Et pour palier à toute rébellion, malgré les fesses qui se durcissent, de mes deux pouces je le fends et l'ouvre largement. La corolle est là, œillet serré, sombre sur la peau claire, délicatement ourlée et charnue. Pierre-O est beau de partout même du trou du cul ! Ma langue se colle à sa ventouse, mouille, lèche et détaille le fin plissement. Le jeu plaît à l'innocent qui détend ses muscles et se livre, toute pudeur disparue, dans une faible plainte de gorge. Le jeu aiguise mon imagination, je le travaille de la pointe de la langue, du bout des dents, je le youyoute pire qu'une Marocaine puis roule ma langue en un fin cigare qui écarte sa rosace. La plainte est devenue cri, cri bref, surpris, ravi. Bonne pioche ! Il est sensible de la pastille ! Y a pas de raison, je suis sûr que tous les garçons le sont. Pour preuve, sa bite est de nouveau dure, bloquée contre le matelas et de son gland décalotté s'échappe un fin filament.

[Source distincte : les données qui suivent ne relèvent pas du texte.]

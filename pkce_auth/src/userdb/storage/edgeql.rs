use async_trait::async_trait;
use serde::Deserialize;
use serde::de::DeserializeOwned;
use serde_json::{Value, json};
use url::Url;
use uuid::Uuid;

use crate::userdb::errors::UserError;
use crate::userdb::types::{Identity, LinkOutcome, NewUser};

use super::types::{EdgeqlHttpStore, UpstreamStore};

const CLIENT_TOKEN_GLOBAL: &str = "ext::auth::client_token";

const SELECT_IDENTITY: &str = r#"
select ext::auth::Identity { id, issuer }
filter .id = <uuid>$identity_id
"#;

const SELECT_USER_FOR_IDENTITY: &str = r#"
select User { id }
filter .identity.id = <uuid>$identity_id
"#;

// Requires an exclusive constraint on User.identity.
const INSERT_USER: &str = r#"
select (
  insert User {
    email := <str>$email,
    name := <str>$name,
    avatar := <optional str>$avatar,
    identity := (
      select ext::auth::Identity filter .id = <uuid>$identity_id
    ),
  }
  unless conflict on .identity
) { id }
"#;

#[derive(Debug, Deserialize)]
#[serde(bound(deserialize = "T: DeserializeOwned"))]
struct EdgeqlResponse<T> {
    data: Option<Vec<T>>,
    error: Option<EdgeqlError>,
}

#[derive(Debug, Deserialize)]
struct EdgeqlError {
    message: String,
    #[serde(rename = "type")]
    kind: Option<String>,
}

#[derive(Debug, Deserialize)]
struct IdRow {
    id: Uuid,
}

impl EdgeqlHttpStore {
    /// `endpoint` is the branch's EdgeQL URL, e.g.
    /// `http://localhost:10701/branch/main/edgeql`.
    pub fn new(client: reqwest::Client, endpoint: Url, secret_key: Option<String>) -> Self {
        tracing::info!("Creating EdgeQL HTTP user store for {}", endpoint);
        Self {
            client,
            endpoint,
            secret_key,
        }
    }

    #[tracing::instrument(skip(self, auth_token, variables), fields(endpoint = %self.endpoint))]
    async fn query<T: DeserializeOwned>(
        &self,
        auth_token: &str,
        query: &str,
        variables: Value,
    ) -> Result<Vec<T>, UserError> {
        let body = json!({
            "query": query,
            "variables": variables,
            "globals": { CLIENT_TOKEN_GLOBAL: auth_token },
        });

        let mut request = self.client.post(self.endpoint.clone()).json(&body);
        if let Some(secret_key) = &self.secret_key {
            request = request.bearer_auth(secret_key);
        }

        let response = request.send().await?;
        let status = response.status();
        let text = response.text().await?;

        let parsed: EdgeqlResponse<T> = match serde_json::from_str(&text) {
            Ok(parsed) => parsed,
            Err(e) if status.is_success() => return Err(e.into()),
            Err(_) => {
                tracing::error!("EdgeQL request failed: status={}, body={}", status, text);
                return Err(UserError::Upstream(format!("status {status}")));
            }
        };

        if let Some(error) = parsed.error {
            tracing::error!(
                "EdgeQL query failed: type={}, message={}",
                error.kind.as_deref().unwrap_or("unknown"),
                error.message
            );
            return Err(UserError::Upstream(error.message));
        }

        parsed
            .data
            .ok_or_else(|| UserError::Decode("EdgeQL response has neither data nor error".into()))
    }
}

#[async_trait]
impl UpstreamStore for EdgeqlHttpStore {
    async fn identity_issuer(
        &self,
        auth_token: &str,
        identity_id: Uuid,
    ) -> Result<Option<String>, UserError> {
        let rows: Vec<Identity> = self
            .query(
                auth_token,
                SELECT_IDENTITY,
                json!({ "identity_id": identity_id }),
            )
            .await?;
        Ok(rows.into_iter().next().map(|row| row.issuer))
    }

    async fn user_for_identity(
        &self,
        auth_token: &str,
        identity_id: Uuid,
    ) -> Result<Option<Uuid>, UserError> {
        let rows: Vec<IdRow> = self
            .query(
                auth_token,
                SELECT_USER_FOR_IDENTITY,
                json!({ "identity_id": identity_id }),
            )
            .await?;
        Ok(rows.into_iter().next().map(|row| row.id))
    }

    async fn insert_user(
        &self,
        auth_token: &str,
        user: &NewUser,
    ) -> Result<LinkOutcome, UserError> {
        let rows: Vec<IdRow> = self
            .query(auth_token, INSERT_USER, insert_variables(user))
            .await?;

        if let Some(row) = rows.into_iter().next() {
            return Ok(LinkOutcome::Created { user_id: row.id });
        }

        // Empty result means the conflict clause fired.
        match self.user_for_identity(auth_token, user.identity_id).await? {
            Some(user_id) => Ok(LinkOutcome::AlreadyLinked { user_id }),
            None => Err(UserError::IdentityNotFound(user.identity_id)),
        }
    }
}

fn insert_variables(user: &NewUser) -> Value {
    json!({
        "email": user.email,
        "name": user.name,
        "avatar": user.avatar,
        "identity_id": user.identity_id,
    })
}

Le croirez-vous ? Je n'ai jamais tenu le rôle de mâle. Cousin refusait de se faire mettre et je prenais tant de plaisir quand il se couchait sur moi que je n'ai jamais insisté. Aujourd'hui je me sens l'âme d'un pourfendeur, d'un vil initiateur aux plaisirs sodomites. Je veux ce qu'il y a de mieux pour mon P-O chéri. Et ce qu'il y a de mieux, c'est bien connu, c'est de s'en prendre une. Une bien dure. Une pas feignante qui t'envoie des frissons dans l'échine à chaque coups de piston, qui te fait oublier jusqu'à ton nom. Je veux qu'il vibre comme je vibre quand un gland m'ouvre le cul, qu'il se tortille sous ma charge comme je me tortille quand un sexe glisse dans mes chairs. Je veux qu'il devienne mon jumeau de plaisir, qu'il ressente et aime tout ce que je ressens pendant de vigoureux va-et-vient. Tu vas jouir Pierre-O comme je jouissais sous mon cousin !

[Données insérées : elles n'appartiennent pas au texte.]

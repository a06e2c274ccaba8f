mod errors;
mod reconcile;
mod storage;
mod types;

pub use errors::UserError;
pub(crate) use reconcile::{create_user, find_linked_user, resolve_issuer};
pub use storage::{
    EdgeqlHttpStore, MemoryUserStore, UpstreamStore, store_from_env, store_from_lookup,
};
pub use types::{Identity, LinkOutcome, NewUser, User};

On encule comme on aime être enculé. J'aime que la pénétration soit lente, profonde, grasse. Que le sexe plonge dans mon anus bien lubrifié. Je ne veux pas faire connaître à Pierre-Olivier pour sa première expérience, la rudesse d'un coulissement trop sec. Il me faut du gel, tout de suite, avant qu'il ne se ravise. Je lui demande si il en a. Réponse négative. Je bondis, je suis déjà à la porte.
— Tu ne vas pas sortir comme ça ? S'effare-t-il.
— Bouge pas, enlève tes fringues et reprends la même position, j'arrive !
Je déboule dans le salon à poil, la queue planquée dans la main et derrière le poignet ; mais avec les mouvements, parfois elle dépasse un peu. Air ahuri des deux keums qui me voient arriver ainsi mais n'en perdent cependant pas une miette. Bon, si c'est comme ça, y a pas de raison que je joue les chochottes : je vire ma main. Ils me matent le sgeg à mort. Eux qui se croyaient hétéros pur jus, ont des picotements dans la braguette en voyant un beau p'tit arabe en tenue d'Adam, la bite au garde-à-vous au milieu des tapis Shiraz et des meubles design.
— Vite les mecs, y a urgence. Y a eu changement de programme. On a besoin de petits capuchons et d'un tube de lub'. Y a ça dans cette baraque ?
Affolement général, pire que si j'avais crié « Au feu ! », je leur communique mon impatience. Jean-Ed se lève et se précipite dans le couloir vers sa chambre. Je lui emboîte le pas.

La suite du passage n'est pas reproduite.